Data:
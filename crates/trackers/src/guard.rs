// SPDX-License-Identifier: BUSL-1.1
// Copyright (c) 2026 Alfred Jean LLC

//! Shared active-run bookkeeping used by every [`crate::Tracker`] backend.
//!
//! Each backend embeds one `RunGuard` and delegates the "exactly one
//! active run", "idempotent per (key, step)", and "idempotent finish"
//! invariants of §4.1 to it, so backend implementations only need to
//! handle wire-protocol specifics.

use crate::error::TrackerError;
use crate::run_handle::RunHandle;
use parking_lot::Mutex;
use std::collections::HashSet;

#[derive(Default)]
pub struct RunGuard {
    active: Mutex<Option<RunHandle>>,
    logged_metrics: Mutex<HashSet<(String, u64)>>,
    last_model_uri: Mutex<Option<String>>,
}

impl RunGuard {
    pub fn new() -> Self {
        Self::default()
    }

    /// Begin a new run. Fails with `AlreadyActive` if one is already open.
    pub fn begin(&self, handle: RunHandle) -> Result<(), TrackerError> {
        let mut active = self.active.lock();
        if active.is_some() {
            return Err(TrackerError::AlreadyActive);
        }
        *active = Some(handle);
        self.logged_metrics.lock().clear();
        Ok(())
    }

    pub fn current(&self) -> Option<RunHandle> {
        self.active.lock().clone()
    }

    /// The current run, or `None` with a warning logged against `what`
    /// (the operation being attempted). Used by calls that the spec
    /// defines as a no-op rather than a failure when no run is active
    /// (§4.1 `log_metric`/`log_metrics`/`update_config`).
    pub fn current_or_warn(&self, what: &str) -> Option<RunHandle> {
        let current = self.current();
        if current.is_none() {
            tracing::warn!(operation = what, "no active tracker run, dropping call");
        }
        current
    }

    pub fn is_active(&self) -> bool {
        self.active.lock().is_some()
    }

    /// Idempotent: returns the prior handle if one existed, clears state
    /// either way, and never errors on a double-close.
    pub fn finish(&self) -> Option<RunHandle> {
        self.logged_metrics.lock().clear();
        self.active.lock().take()
    }

    /// Record that `key` at `step` was logged. Returns `true` the first
    /// time this (key, step) pair is seen, `false` on repeats.
    pub fn mark_logged(&self, key: &str, step: u64) -> bool {
        self.logged_metrics.lock().insert((key.to_string(), step))
    }

    /// The URI of the most recently registered model version, if any (the
    /// `original` tag of §4.1's `register_model`).
    pub fn last_model_uri(&self) -> Option<String> {
        self.last_model_uri.lock().clone()
    }

    /// Record `new_uri` as the most recently registered model version.
    pub fn set_last_model_uri(&self, new_uri: String) {
        *self.last_model_uri.lock() = Some(new_uri);
    }
}

#[cfg(test)]
mod tests {
    use super::*;
    use jobcore_core::TrackingBackend;

    fn handle() -> RunHandle {
        RunHandle {
            run_id: "run-1".into(),
            tracking_url: "https://example/run-1".into(),
            backend: TrackingBackend::Wandb,
        }
    }

    #[test]
    fn begin_twice_without_finish_fails() {
        let guard = RunGuard::new();
        guard.begin(handle()).unwrap();
        assert!(matches!(guard.begin(handle()), Err(TrackerError::AlreadyActive)));
    }

    #[test]
    fn finish_is_idempotent() {
        let guard = RunGuard::new();
        guard.begin(handle()).unwrap();
        assert!(guard.finish().is_some());
        assert!(guard.finish().is_none());
    }

    #[test]
    fn mark_logged_is_true_once_per_key_step() {
        let guard = RunGuard::new();
        assert!(guard.mark_logged("loss", 1));
        assert!(!guard.mark_logged("loss", 1));
        assert!(guard.mark_logged("loss", 2));
    }
}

What you need to do: Using the listing above, state the number of lines that hold "AlreadyActive", with no other text.

Response below: 3